One of the issues I’ve been increasingly concerned about over the last year has been the impacts – long-term and short-term – of the pandemic on young people. Their education disrupted, their socialisation attenuated, their entry to higher education and beyond that the labour market thrown into doubt – this generation now faces the long haul of the economic and social recovery from Covid. University undergraduate students entering their third – and final – year this September have experienced just one semester of Covid-unaffected teaching. Students beginning their degree programme have seen virtually all of their A-level or BTEC experience disrupted. In each case – new level six students and new level four students – there are going to be challenging issues around managing their engagement with learning as we enter this academic year.  And, in different ways the same is true for post-graduate students.

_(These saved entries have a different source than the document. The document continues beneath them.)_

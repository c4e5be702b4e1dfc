//! One pure mapper per interaction category: raw event in, atomic unit out.

use sessionstitch_core_types::{ElementRef, SnapshotRef};
use sessionstitch_telemetry::payload::{
    embedded_json, html_attr, metadata_value, parse_header_map, required_embedded_json,
};
use sessionstitch_telemetry::{
    DomSnapshotPayload, ElementPayload, MutationAction, MutationNodePayload, RawEvent,
    TelemetryError,
};

use crate::errors::StitchResult;
use crate::model::{ClickUnit, DomMutationUnit, EditorKind, InputUnit, NetworkUnit};
use crate::ports::ElementLocatorPort;

pub fn map_click(event: &RawEvent, locator: &dyn ElementLocatorPort) -> StitchResult<ClickUnit> {
    let element: ElementPayload = required_embedded_json(event, "element")?;
    let xpath = element
        .xpath
        .clone()
        .filter(|xpath| !xpath.is_empty())
        .ok_or(TelemetryError::MissingField("element.xpath"))?;
    let (snapshot, element_ref) = resolve_snapshot(event, locator, &xpath)?;

    Ok(ClickUnit {
        tag: element.local_name.unwrap_or_default(),
        base_uri: element.base_uri.unwrap_or_default(),
        html_id: element.id.filter(|id| !id.is_empty()),
        snapshot,
        element: element_ref,
        timestamp: event.timestamp(),
        xpath,
    })
}

pub fn map_input(event: &RawEvent, locator: &dyn ElementLocatorPort) -> StitchResult<InputUnit> {
    let element: ElementPayload = required_embedded_json(event, "element")?;
    // The capture layer puts the authoritative xpath at the top level for
    // input events; the element body is the fallback.
    let xpath = event
        .detail_str("xpath")
        .filter(|xpath| !xpath.is_empty())
        .map(str::to_string)
        .or_else(|| element.xpath.clone().filter(|xpath| !xpath.is_empty()))
        .ok_or(TelemetryError::MissingField("xpath"))?;
    let value =
        metadata_value(event, "fieldValue")?.ok_or(TelemetryError::MissingField("fieldValue"))?;
    let placeholder = element
        .outer_html
        .as_deref()
        .and_then(|html| html_attr(html, "placeholder"))
        .filter(|text| !text.is_empty());
    let editor_kind = EditorKind::of_element(&element);
    let (snapshot, element_ref) = resolve_snapshot(event, locator, &xpath)?;

    Ok(InputUnit {
        tag: element.local_name.unwrap_or_default(),
        html_id: element.id.filter(|id| !id.is_empty()),
        base_uri: element.base_uri.unwrap_or_default(),
        value,
        placeholder,
        snapshot,
        element: element_ref,
        timestamp: event.timestamp(),
        editor_kind,
        xpath,
    })
}

/// Maps a DOM mutation batch to a single unit, taking the first node with a
/// usable xpath and base URI. `Ok(None)` means the batch carried nothing the
/// timeline can anchor to; that is a silent skip, not an error.
pub fn map_mutation(
    event: &RawEvent,
    locator: &dyn ElementLocatorPort,
) -> StitchResult<Option<DomMutationUnit>> {
    let action_raw = event
        .detail_str("action")
        .ok_or(TelemetryError::MissingField("action"))?;
    let action = MutationAction::parse(action_raw).ok_or_else(|| TelemetryError::InvalidField {
        field: "action",
        reason: format!("unknown mutation action {action_raw:?}"),
    })?;

    let nodes: Vec<MutationNodePayload> = match embedded_json(event, "nodes")? {
        Some(nodes) => nodes,
        None => return Ok(None),
    };
    let node = match nodes.into_iter().find(usable_node) {
        Some(node) => node,
        None => return Ok(None),
    };
    let xpath = node.xpath.unwrap_or_default();
    let base_uri = node.base_uri.unwrap_or_default();
    let (snapshot, element_ref) = resolve_snapshot(event, locator, &xpath)?;

    Ok(Some(DomMutationUnit {
        tag: node.local_name.unwrap_or_default(),
        html_id: node.id.filter(|id| !id.is_empty()),
        text: node.outer_text.filter(|text| !text.is_empty()),
        action,
        snapshot,
        element: element_ref,
        timestamp: event.timestamp(),
        xpath,
        base_uri,
    }))
}

pub fn map_network(event: &RawEvent) -> StitchResult<NetworkUnit> {
    let method = event
        .detail_str("method")
        .filter(|method| !method.is_empty())
        .ok_or(TelemetryError::MissingField("method"))?
        .to_string();
    let url = event
        .detail_str("url")
        .filter(|url| !url.is_empty())
        .ok_or(TelemetryError::MissingField("url"))?
        .to_string();
    let request_headers = parse_header_map(event, "requestHeaders")?;
    let response_headers = parse_header_map(event, "responseHeaders")?;

    Ok(NetworkUnit {
        method,
        url,
        request_headers,
        response_headers,
        timestamp: event.timestamp(),
    })
}

fn usable_node(node: &MutationNodePayload) -> bool {
    node.xpath.as_deref().map(|s| !s.is_empty()).unwrap_or(false)
        && node
            .base_uri
            .as_deref()
            .map(|s| !s.is_empty())
            .unwrap_or(false)
}

fn resolve_snapshot(
    event: &RawEvent,
    locator: &dyn ElementLocatorPort,
    xpath: &str,
) -> StitchResult<(Option<SnapshotRef>, Option<ElementRef>)> {
    let snapshot: Option<DomSnapshotPayload> = embedded_json(event, "domSnapshot")?;
    let snapshot_ref = snapshot
        .as_ref()
        .and_then(|body| body.outer_html.as_deref())
        .map(SnapshotRef::digest_of);
    let element_ref = snapshot
        .as_ref()
        .and_then(|body| locator.locate(body, xpath));
    Ok((snapshot_ref, element_ref))
}
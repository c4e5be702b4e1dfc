use sessionstitch_core_types::ElementRef;
use sessionstitch_telemetry::DomSnapshotPayload;

/// Element-locating capability consumed by the mappers.
///
/// Given a DOM snapshot and an xpath, an implementation answers with an
/// opaque element handle or "not found". Treated as a pure, synchronous
/// dependency; the engine never computes xpaths itself.
pub trait ElementLocatorPort: Send + Sync {
    fn locate(&self, snapshot: &DomSnapshotPayload, xpath: &str) -> Option<ElementRef>;
}
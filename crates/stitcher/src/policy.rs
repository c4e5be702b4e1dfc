use once_cell::sync::OnceCell;
use parking_lot::RwLock;
use serde::{Deserialize, Serialize};
use std::sync::Arc;

#[derive(Debug, Clone, Serialize, Deserialize)]
pub struct StitchPolicyView {
    /// Suppress a click whose xpath equals the one directly before it
    /// (nested clickable elements fire twice for one user click).
    pub dedup_adjacent_clicks: bool,
    /// Discard GET network calls; read traffic is not a timeline action.
    pub drop_read_traffic: bool,
    /// Log dropped events at warn level. Mapper "no unit" skips stay silent.
    pub log_dropped_events: bool,
}

impl Default for StitchPolicyView {
    fn default() -> Self {
        Self {
            dedup_adjacent_clicks: true,
            drop_read_traffic: true,
            log_dropped_events: true,
        }
    }
}

static GLOBAL_POLICY: OnceCell<Arc<RwLock<StitchPolicyView>>> = OnceCell::new();

fn policy_cell() -> Arc<RwLock<StitchPolicyView>> {
    GLOBAL_POLICY
        .get_or_init(|| Arc::new(RwLock::new(StitchPolicyView::default())))
        .clone()
}

/// Hot-swappable policy handle; prefer constructing one per engine instance
/// and reserving [`StitchPolicyHandle::global`] for wiring convenience.
#[derive(Clone)]
pub struct StitchPolicyHandle {
    inner: Arc<RwLock<StitchPolicyView>>,
}

impl StitchPolicyHandle {
    pub fn new_with(view: StitchPolicyView) -> Self {
        Self {
            inner: Arc::new(RwLock::new(view)),
        }
    }

    pub fn global() -> Self {
        Self {
            inner: policy_cell(),
        }
    }

    pub fn snapshot(&self) -> StitchPolicyView {
        self.inner.read().clone()
    }

    pub fn update(&self, view: StitchPolicyView) {
        *self.inner.write() = view;
    }
}

impl Default for StitchPolicyHandle {
    fn default() -> Self {
        Self::new_with(StitchPolicyView::default())
    }
}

I’ve been strenuously resisting the phrase ‘return to normal’ in the context of university teaching. That’s for several reasons. The first is that we have all learnt a lot during the pandemic about how flexibilities can be explored, about the way technologies can be combined to shape a compelling educational experience. We’ve learnt to use the full range of our resources – physical, digital, practical and so on – in different ways.  For twenty years, it’s been the case that young people’s adoption of mobile and remote technologies was moving faster than the education system’s use of such approaches, so the last eighteen months has seen a rapid catching up.

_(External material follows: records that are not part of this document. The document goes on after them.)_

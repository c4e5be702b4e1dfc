//! Timeline entities: the closed output vocabulary of the engine.
//!
//! One tagged union, so the dispatcher matches exhaustively and adding a
//! category is a compile-time change. The two aggregates keep their mutators
//! `pub(crate)`: only the dispatcher may extend a tail entity in place.

use std::collections::BTreeSet;

use chrono::{DateTime, Utc};
use serde::ser::SerializeMap;
use serde::{Serialize, Serializer};

use crate::model::{ClickUnit, DomMutationUnit, EditorKind, InputUnit, NetworkUnit};

pub const SYMBOL_CLICK: &str = "CLICK";
pub const SYMBOL_DATA_ENTRY: &str = "DATA_ENTRY";
pub const SYMBOL_EFFECT: &str = "EFFECT";
pub const SYMBOL_LOC_CHANGE: &str = "LOC_CHANGE";
pub const SYMBOL_NET: &str = "NET";

#[derive(Debug, Clone, Serialize)]
#[serde(tag = "symbol")]
pub enum TimelineEntity {
    #[serde(rename = "CLICK")]
    Click(ClickEntity),
    #[serde(rename = "DATA_ENTRY")]
    DataEntry(DataEntryEntity),
    #[serde(rename = "EFFECT")]
    Effect(EffectEntity),
    #[serde(rename = "LOC_CHANGE")]
    LocationChange(LocationChangeEntity),
    #[serde(rename = "NET")]
    Network(NetworkEntity),
}

impl TimelineEntity {
    /// Timestamp of the entity's creation (first absorbed unit for aggregates).
    pub fn timestamp(&self) -> DateTime<Utc> {
        match self {
            Self::Click(entity) => entity.timestamp(),
            Self::DataEntry(entity) => entity.timestamp(),
            Self::Effect(entity) => entity.timestamp(),
            Self::LocationChange(entity) => entity.timestamp,
            Self::Network(entity) => entity.timestamp(),
        }
    }

    /// Timestamp of the most recent absorbed unit; equals [`Self::timestamp`]
    /// for non-aggregate entities.
    pub fn last_timestamp(&self) -> DateTime<Utc> {
        match self {
            Self::DataEntry(entity) => entity.last_change().timestamp,
            Self::Effect(entity) => entity.last_timestamp(),
            other => other.timestamp(),
        }
    }

    /// Short discriminator used by downstream filters.
    pub fn symbol(&self) -> &'static str {
        match self {
            Self::Click(_) => SYMBOL_CLICK,
            Self::DataEntry(_) => SYMBOL_DATA_ENTRY,
            Self::Effect(_) => SYMBOL_EFFECT,
            Self::LocationChange(_) => SYMBOL_LOC_CHANGE,
            Self::Network(_) => SYMBOL_NET,
        }
    }
}

/// One user click. Immutable once created.
#[derive(Debug, Clone, Serialize)]
pub struct ClickEntity {
    #[serde(flatten)]
    unit: ClickUnit,
}

impl ClickEntity {
    pub fn new(unit: ClickUnit) -> Self {
        Self { unit }
    }

    pub fn unit(&self) -> &ClickUnit {
        &self.unit
    }

    pub fn xpath(&self) -> &str {
        &self.unit.xpath
    }

    pub fn base_uri(&self) -> &str {
        &self.unit.base_uri
    }

    pub fn timestamp(&self) -> DateTime<Utc> {
        self.unit.timestamp
    }
}

/// A burst of edits against one input target, coalesced into one entity.
#[derive(Debug, Clone)]
pub struct DataEntryEntity {
    changes: Vec<InputUnit>,
}

impl DataEntryEntity {
    pub fn new(first: InputUnit) -> Self {
        Self {
            changes: vec![first],
        }
    }

    pub fn changes(&self) -> &[InputUnit] {
        &self.changes
    }

    pub fn last_change(&self) -> &InputUnit {
        // Non-empty by construction.
        &self.changes[self.changes.len() - 1]
    }

    /// Value of the most recent edit.
    pub fn entered_value(&self) -> &str {
        &self.last_change().value
    }

    pub fn editor_kind(&self) -> EditorKind {
        self.last_change().editor_kind
    }

    /// The established target identity: xpath of the seed unit.
    pub fn xpath(&self) -> &str {
        &self.changes[0].xpath
    }

    pub fn timestamp(&self) -> DateTime<Utc> {
        self.changes[0].timestamp
    }

    fn same_target(&self, unit: &InputUnit) -> bool {
        let last = self.last_change();
        if let (Some(a), Some(b)) = (&last.element, &unit.element) {
            return a == b;
        }
        !unit.xpath.is_empty() && unit.xpath == last.xpath
    }

    /// Absorbs the unit if it targets the same element; hands it back otherwise.
    pub(crate) fn try_absorb(&mut self, unit: InputUnit) -> Result<(), InputUnit> {
        if self.same_target(&unit) {
            self.changes.push(unit);
            Ok(())
        } else {
            Err(unit)
        }
    }
}

impl Serialize for DataEntryEntity {
    fn serialize<S>(&self, serializer: S) -> Result<S::Ok, S::Error>
    where
        S: Serializer,
    {
        let mut map = serializer.serialize_map(Some(5))?;
        map.serialize_entry("timestamp", &self.timestamp())?;
        map.serialize_entry("xpath", self.xpath())?;
        map.serialize_entry("value", self.entered_value())?;
        map.serialize_entry("editorKind", &self.editor_kind())?;
        map.serialize_entry("changes", &self.changes)?;
        map.end()
    }
}

/// A window of DOM mutations observed on one page.
#[derive(Debug, Clone)]
pub struct EffectEntity {
    mutations: Vec<DomMutationUnit>,
}

impl EffectEntity {
    pub fn new(first: DomMutationUnit) -> Self {
        Self {
            mutations: vec![first],
        }
    }

    pub fn mutations(&self) -> &[DomMutationUnit] {
        &self.mutations
    }

    /// Distinct raw base URIs of the absorbed mutations. A healthy window has
    /// exactly one; coalescing equivalent `pages/*` slugs can legitimately
    /// grow the set, at which point the window stops accepting events.
    pub fn base_uris(&self) -> BTreeSet<&str> {
        self.mutations
            .iter()
            .map(|unit| unit.base_uri.as_str())
            .collect()
    }

    /// The window's base URI when it is unambiguous.
    pub fn sole_base_uri(&self) -> Option<&str> {
        let uris = self.base_uris();
        if uris.len() == 1 {
            uris.into_iter().next()
        } else {
            None
        }
    }

    /// Mutations that reveal content (Add/Show).
    pub fn visible_units(&self) -> Vec<&DomMutationUnit> {
        self.mutations
            .iter()
            .filter(|unit| unit.action.is_visible())
            .collect()
    }

    /// Mutations that take content away (Remove/Hide).
    pub fn hidden_units(&self) -> Vec<&DomMutationUnit> {
        self.mutations
            .iter()
            .filter(|unit| !unit.action.is_visible())
            .collect()
    }

    pub fn timestamp(&self) -> DateTime<Utc> {
        self.mutations[0].timestamp
    }

    pub fn last_timestamp(&self) -> DateTime<Utc> {
        self.mutations[self.mutations.len() - 1].timestamp
    }

    pub(crate) fn absorb(&mut self, unit: DomMutationUnit) {
        self.mutations.push(unit);
    }
}

impl Serialize for EffectEntity {
    fn serialize<S>(&self, serializer: S) -> Result<S::Ok, S::Error>
    where
        S: Serializer,
    {
        let base_uris: Vec<&str> = self.base_uris().into_iter().collect();
        let mut map = serializer.serialize_map(Some(3))?;
        map.serialize_entry("timestamp", &self.timestamp())?;
        map.serialize_entry("baseURIs", &base_uris)?;
        map.serialize_entry("mutations", &self.mutations)?;
        map.end()
    }
}

/// Synthetic navigation marker, only ever produced by the dispatcher.
#[derive(Debug, Clone, Serialize)]
pub struct LocationChangeEntity {
    pub from: String,
    pub to: String,
    pub timestamp: DateTime<Utc>,
}

/// One non-GET network call.
#[derive(Debug, Clone, Serialize)]
pub struct NetworkEntity {
    #[serde(flatten)]
    unit: NetworkUnit,
}

impl NetworkEntity {
    pub fn new(unit: NetworkUnit) -> Self {
        Self { unit }
    }

    pub fn unit(&self) -> &NetworkUnit {
        &self.unit
    }

    pub fn method(&self) -> &str {
        &self.unit.method
    }

    pub fn url(&self) -> &str {
        &self.unit.url
    }

    pub fn referer(&self) -> Option<&str> {
        self.unit.referer()
    }

    pub fn timestamp(&self) -> DateTime<Utc> {
        self.unit.timestamp
    }
}

#[cfg(test)]
mod tests {
    use super::*;
    use crate::model::EditorKind;
    use chrono::TimeZone;
    use sessionstitch_telemetry::MutationAction;

    fn ts(secs: i64) -> DateTime<Utc> {
        Utc.timestamp_opt(1_700_000_000 + secs, 0).unwrap()
    }

    fn input(xpath: &str, value: &str, secs: i64) -> InputUnit {
        InputUnit {
            xpath: xpath.to_string(),
            tag: "input".to_string(),
            html_id: None,
            base_uri: "https://app.example/form".to_string(),
            value: value.to_string(),
            placeholder: None,
            snapshot: None,
            element: None,
            timestamp: ts(secs),
            editor_kind: EditorKind::Text,
        }
    }

    fn mutation(action: MutationAction, base_uri: &str, secs: i64) -> DomMutationUnit {
        DomMutationUnit {
            xpath: "/html/body/div".to_string(),
            tag: "div".to_string(),
            html_id: None,
            text: None,
            base_uri: base_uri.to_string(),
            action,
            snapshot: None,
            element: None,
            timestamp: ts(secs),
        }
    }

    #[test]
    fn data_entry_absorbs_same_target_only() {
        let mut entry = DataEntryEntity::new(input("/form/input[1]", "a", 0));
        assert!(entry.try_absorb(input("/form/input[1]", "ab", 1)).is_ok());
        assert!(entry.try_absorb(input("/form/input[2]", "x", 2)).is_err());
        assert_eq!(entry.entered_value(), "ab");
        assert_eq!(entry.changes().len(), 2);
        assert_eq!(entry.timestamp(), ts(0));
        assert_eq!(entry.last_change().timestamp, ts(1));
    }

    #[test]
    fn empty_xpath_never_matches_a_target() {
        let mut entry = DataEntryEntity::new(input("", "a", 0));
        assert!(entry.try_absorb(input("", "b", 1)).is_err());
    }

    #[test]
    fn effect_partitions_visible_and_hidden() {
        let mut effect = EffectEntity::new(mutation(MutationAction::Add, "https://a/p", 0));
        effect.absorb(mutation(MutationAction::Hide, "https://a/p", 1));
        effect.absorb(mutation(MutationAction::Show, "https://a/p", 2));
        assert_eq!(effect.visible_units().len(), 2);
        assert_eq!(effect.hidden_units().len(), 1);
        assert_eq!(effect.sole_base_uri(), Some("https://a/p"));
        assert_eq!(effect.last_timestamp(), ts(2));
    }

    #[test]
    fn effect_window_with_mixed_uris_has_no_sole_base() {
        let mut effect = EffectEntity::new(mutation(MutationAction::Add, "https://a/pages/1", 0));
        effect.absorb(mutation(MutationAction::Add, "https://a/pages/2", 1));
        assert_eq!(effect.base_uris().len(), 2);
        assert_eq!(effect.sole_base_uri(), None);
    }

    #[test]
    fn entities_serialize_under_their_symbol() {
        let entity = TimelineEntity::DataEntry(DataEntryEntity::new(input("/form/x", "hi", 0)));
        let json = serde_json::to_value(&entity).unwrap();
        assert_eq!(json["symbol"], "DATA_ENTRY");
        assert_eq!(json["value"], "hi");
        assert_eq!(json["editorKind"], "text");
        assert_eq!(entity.symbol(), SYMBOL_DATA_ENTRY);

        let loc = TimelineEntity::LocationChange(LocationChangeEntity {
            from: "https://a/1".to_string(),
            to: "https://a/2".to_string(),
            timestamp: ts(0),
        });
        let json = serde_json::to_value(&loc).unwrap();
        assert_eq!(json["symbol"], "LOC_CHANGE");
        assert_eq!(json["from"], "https://a/1");
        assert_eq!(json["to"], "https://a/2");
    }
}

But it’s also the case that nothing quite matches the power of interaction in education. With sensible precautions about the way we use our teaching resources and manage movement around the university, with an emphasis on safety, hygiene and, above all, thoughtful consideration for others, we owe it to our mission and our students to manage a successful return to campus-based teaching and learning. Like everyone else, I recognise that there will be some nervousness and apprehension, and that views will differ.  As we have done throughout the pandemic, we must plan for a range of possible scenarios, and be ready to adapt our provision at speed if circumstances change.

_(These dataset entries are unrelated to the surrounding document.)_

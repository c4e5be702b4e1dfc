//! Atomic units: the minimal structured fact extracted from one raw event.

use std::collections::BTreeMap;

use chrono::{DateTime, Utc};
use serde::Serialize;
use sessionstitch_core_types::{ElementRef, SnapshotRef};
use sessionstitch_telemetry::payload::header_value;
use sessionstitch_telemetry::{ElementPayload, MutationAction};

#[derive(Debug, Clone, Serialize)]
pub struct ClickUnit {
    pub xpath: String,
    pub tag: String,
    #[serde(rename = "baseURI")]
    pub base_uri: String,
    #[serde(rename = "htmlId", skip_serializing_if = "Option::is_none")]
    pub html_id: Option<String>,
    #[serde(rename = "domSnapshotRef", skip_serializing_if = "Option::is_none")]
    pub snapshot: Option<SnapshotRef>,
    #[serde(rename = "elementRef", skip_serializing_if = "Option::is_none")]
    pub element: Option<ElementRef>,
    pub timestamp: DateTime<Utc>,
}

#[derive(Debug, Clone, Serialize)]
pub struct InputUnit {
    pub xpath: String,
    pub tag: String,
    #[serde(rename = "htmlId", skip_serializing_if = "Option::is_none")]
    pub html_id: Option<String>,
    #[serde(rename = "baseURI")]
    pub base_uri: String,
    pub value: String,
    #[serde(skip_serializing_if = "Option::is_none")]
    pub placeholder: Option<String>,
    #[serde(rename = "domSnapshotRef", skip_serializing_if = "Option::is_none")]
    pub snapshot: Option<SnapshotRef>,
    #[serde(rename = "elementRef", skip_serializing_if = "Option::is_none")]
    pub element: Option<ElementRef>,
    pub timestamp: DateTime<Utc>,
    #[serde(rename = "editorKind")]
    pub editor_kind: EditorKind,
}

#[derive(Debug, Clone, Serialize)]
pub struct DomMutationUnit {
    pub xpath: String,
    pub tag: String,
    #[serde(rename = "htmlId", skip_serializing_if = "Option::is_none")]
    pub html_id: Option<String>,
    #[serde(skip_serializing_if = "Option::is_none")]
    pub text: Option<String>,
    #[serde(rename = "baseURI")]
    pub base_uri: String,
    pub action: MutationAction,
    #[serde(rename = "domSnapshotRef", skip_serializing_if = "Option::is_none")]
    pub snapshot: Option<SnapshotRef>,
    #[serde(rename = "elementRef", skip_serializing_if = "Option::is_none")]
    pub element: Option<ElementRef>,
    pub timestamp: DateTime<Utc>,
}

#[derive(Debug, Clone, Serialize)]
pub struct NetworkUnit {
    pub method: String,
    pub url: String,
    #[serde(rename = "requestHeaders")]
    pub request_headers: BTreeMap<String, String>,
    #[serde(rename = "responseHeaders")]
    pub response_headers: BTreeMap<String, String>,
    pub timestamp: DateTime<Utc>,
}

impl NetworkUnit {
    /// The page the call was issued from, if the client reported it.
    pub fn referer(&self) -> Option<&str> {
        header_value(&self.request_headers, "referer").filter(|value| !value.is_empty())
    }

    pub fn is_read(&self) -> bool {
        self.method.eq_ignore_ascii_case("GET")
    }
}

/// Rough shape of the control a value was typed into.
#[derive(Debug, Clone, Copy, Eq, PartialEq, Serialize)]
#[serde(rename_all = "camelCase")]
pub enum EditorKind {
    Text,
    TextArea,
    Select,
    ContentEditable,
    Unknown,
}

impl EditorKind {
    pub fn of_element(element: &ElementPayload) -> Self {
        match element.local_name.as_deref() {
            Some("textarea") => Self::TextArea,
            Some("select") => Self::Select,
            Some("input") => Self::Text,
            _ => {
                let editable = element
                    .outer_html
                    .as_deref()
                    .map(|html| html.contains("contenteditable"))
                    .unwrap_or(false);
                if editable {
                    Self::ContentEditable
                } else {
                    Self::Unknown
                }
            }
        }
    }
}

Like all other educational institutions, this university has undertaken a huge amount of thinking and planning about what our next steps in the evolution of teaching, learning and student experience look like. We’ve developed what – I think – is a unique ‘common language for learning’ to capture the way we want to engage students in their studies and the life of the university. That’s not based on a return to a pre-pandemic way of working, but it does something which is always fundamental to any successful school or university: it puts our students at the centre and celebrates our determination to help them succeed.